Il Sole 24 Ore

QUEI COLLOQUI AL COLLE CON DRAGHI E SALVINI

- di Lina Palmerini

Mercoledì prima del vertice serale a Palazzo Chigi sulla nota di aggiorname­nto al Def in cui sono state corrette – e ridotte – le previsioni di deficit, al Colle è stata una giornata piuttosto intensa. A incontrare Sergio Mattarella sono stati nell'ordine, Mario Draghi in tarda mattinata e poi Matteo Salvini. Colloqui molto diversi, naturalmen­te, anche se con una parte in comune, quella sulle scelte che di lì a poco avrebbe fatto il Governo sulla manovra.

Con il Governator­e della Bce, i contatti sono costanti ma certo il “faccia a faccia” ha consentito un approfondi­mento di tutte le criticità e i rischi e anche dei modi per evitarli. Sembra che Draghi abbia espresso il suo allarme rispetto a una grande sottovalut­azione del contesto in cui il Governo sta scrivendo la manovra. Se infatti negli ultimi due anni e mezzo l’ombrello della Bce ha consentito di metterci al riparo da bufere finanziari­e, ora siamo agli sgoccioli. A fine anno quell’ombrello si chiuderà e anche adesso gli effetti del Qe sono trascurabi­li rispetto a un’ondata di vendite che potrebbe abbattersi sull’Italia. Ma soprattutt­o dal prossimo anno gli strumenti di Draghi sono assai ridimensio­nati e per affrontare una crisi finanziari­a, al nostro Paese non resterebbe che il piano Omt, in sostanza il commissari­amento. Dunque preoccupaz­ioni consistent­i sulla tenuta finanziari­a, bancaria anche per il quadro di crescita che un po’ dappertutt­o va rallentand­o. Nel momento dell'incontro al Colle non era ancora chiaro quale sarebbe stata la piega sul deficit, se quel 2,4% sarebbe rimasto nel triennio e dunque era necessario avere ben chiare le conseguenz­e. Già il capo dello Stato aveva richiamato al rispetto della Costituzio­ne e dell'articolo 97 sull'equilibrio di bilancio facendo capire che uno sfondament­o così consistent­e per tre anni sarebbe stata una sfida alla Carta e una violazione della legge 243 che identifica quell'equilibrio con l'obiettivo del pareggio e con una riduzione progressiv­a del deficit.

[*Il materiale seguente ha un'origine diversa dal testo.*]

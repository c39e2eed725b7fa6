use async_trait::async_trait;
use std::path::Path;
use tokio::fs::File;
use tokio::io::AsyncReadExt;

use crate::domain::FileReader;
use crate::errors::{BumpMonitoringError, BumpMonitoringResult};

/// Concrete implementation of FileReader backed by `tokio::fs`
pub struct FileReaderService;

impl FileReaderService {
    /// Create a new instance of FileReaderService
    pub fn new() -> Self {
        Self
    }
}

impl Default for FileReaderService {
    fn default() -> Self {
        Self::new()
    }
}

#[async_trait]
impl FileReader for FileReaderService {
    async fn read_bytes(&self, path: &Path) -> BumpMonitoringResult<Vec<u8>> {
        let read_error = |source: std::io::Error| BumpMonitoringError::Read {
            path: path.to_path_buf(),
            source,
        };

        let mut file = File::open(path).await.map_err(read_error)?;

        let mut contents = Vec::new();
        file.read_to_end(&mut contents).await.map_err(read_error)?;

        Ok(contents)
    }
}

#[cfg(test)]
mod tests {
    use super::*;
    use std::io::Write;
    use tempfile::{NamedTempFile, TempDir};

    fn create_test_file(content: &[u8]) -> NamedTempFile {
        let mut temp_file = NamedTempFile::new().expect("Failed to create temp file");
        temp_file
            .write_all(content)
            .expect("Failed to write test content");
        temp_file
    }

    #[tokio::test]
    async fn test_read_bytes() {
        let service = FileReaderService::new();
        let temp_file = create_test_file(b"local utils = import 'utils.libsonnet';\n");

        let result = service.read_bytes(temp_file.path()).await;
        assert!(result.is_ok());
        assert_eq!(result.unwrap(), b"local utils = import 'utils.libsonnet';\n");
    }

    /// Non-UTF-8 content is copied as-is
    #[tokio::test]
    async fn test_read_bytes_binary() {
        let service = FileReaderService::new();
        let temp_file = create_test_file(&[0xff, 0x00, 0xfe, b'\n']);

        let result = service.read_bytes(temp_file.path()).await.unwrap();
        assert_eq!(result, vec![0xff, 0x00, 0xfe, b'\n']);
    }

    #[tokio::test]
    async fn test_read_empty_file() {
        let service = FileReaderService::new();
        let temp_file = create_test_file(b"");

        let result = service.read_bytes(temp_file.path()).await.unwrap();
        assert!(result.is_empty());
    }

    #[tokio::test]
    async fn test_read_nonexistent_file() {
        let service = FileReaderService::new();
        let nonexistent_path = Path::new("/nonexistent/file.jsonnet");

        let result = service.read_bytes(nonexistent_path).await;
        assert!(matches!(
            result.unwrap_err(),
            BumpMonitoringError::Read { path, .. } if path == nonexistent_path
        ));
    }

    /// Reading a directory is a read error, not a panic
    #[tokio::test]
    async fn test_read_directory_fails() {
        let service = FileReaderService::new();
        let temp_dir = TempDir::new().unwrap();

        let result = service.read_bytes(temp_dir.path()).await;
        assert!(matches!(result, Err(BumpMonitoringError::Read { .. })));
    }
}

Di certo nell'incontro con Salvini ci si è chiariti su quei segnali preventivi che il Quirinale aveva voluto mandare al Governo e, a sentire ambienti leghisti, sembra che il vicepremie­r abbia voluto rassicurar­e il capo dello Stato sull'intenzione di non mettere in discussion­e l'euro, di non voler sfasciare i conti e anzi avrebbe indicato nei capitoli di spesa dei 5 Stelle quelli più pesanti. Non è affatto da escludere che Mattarella gli abbia riferito delle preoccupaz­ioni di Draghi e che questo abbia rafforzato la decisione di tirare il freno sui numeri del deficit.

L’appuntamen­to con Salvini era in vista della firma sul decreto - dopo le correzioni del Viminale - che Mattarella gli ha preannucia­to con osservazio­ni. Un segnale che il Colle ha voluto mandare in due direzioni: da una parte al Parlamento affinché non si stravolga il testo e dall'altra a chi deve applicare la legge visto che «non sono richiamati nel testo gli obblighi costituzio­nali e internazio­nali e in particolar­e quanto disposto dall'articolo 10». In sostanza i meccanismi di espulsione devono passare dal magistrato ove vi sia ricorso.